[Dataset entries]
__________________________________________________

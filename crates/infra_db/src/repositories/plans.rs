//! Health plan catalog repository (read-only)

use rust_decimal::Decimal;
use sqlx::PgPool;
use uuid::Uuid;

use core_kernel::PlanId;
use domain_policy::Plan;

use crate::error::DatabaseError;

#[derive(Debug, Clone)]
pub struct PlanRepository {
    pool: PgPool,
}

impl PlanRepository {
    pub fn new(pool: PgPool) -> Self {
        Self { pool }
    }

    pub async fn get_by_id(&self, id: PlanId) -> Result<Plan, DatabaseError> {
        let row = sqlx::query_as::<_, PlanRow>(
            r#"
            SELECT id, name, description, coverage_amount, monthly_premium_base,
                   deductible, copay, features, active
            FROM plans
            WHERE id = $1
            "#,
        )
        .bind(*id.as_uuid())
        .fetch_optional(&self.pool)
        .await?
        .ok_or_else(|| DatabaseError::not_found("Plan", id))?;

        Ok(row.into())
    }

    /// Active plans, cheapest first
    pub async fn list_active(&self) -> Result<Vec<Plan>, DatabaseError> {
        let rows = sqlx::query_as::<_, PlanRow>(
            r#"
            SELECT id, name, description, coverage_amount, monthly_premium_base,
                   deductible, copay, features, active
            FROM plans
            WHERE active
            ORDER BY monthly_premium_base, name
            "#,
        )
        .fetch_all(&self.pool)
        .await?;

        Ok(rows.into_iter().map(Plan::from).collect())
    }
}

#[derive(Debug, Clone, sqlx::FromRow)]
pub struct PlanRow {
    pub id: Uuid,
    pub name: String,
    pub description: Option<String>,
    pub coverage_amount: Decimal,
    pub monthly_premium_base: Decimal,
    pub deductible: Decimal,
    pub copay: Decimal,
    pub features: Vec<String>,
    pub active: bool,
}

impl From<PlanRow> for Plan {
    fn from(row: PlanRow) -> Self {
        Plan {
            id: PlanId::from(row.id),
            name: row.name,
            description: row.description,
            coverage_amount: row.coverage_amount,
            monthly_premium_base: row.monthly_premium_base,
            deductible: row.deductible,
            copay: row.copay,
            features: row.features,
            active: row.active,
        }
    }
}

__________________________________________________

§ **Work task**:
Copy every line above in which the string "PgPool" shows up.

§ **Task solution**:
use sqlx::PgPool;
    pool: PgPool,
    pub fn new(pool: PgPool) -> Self {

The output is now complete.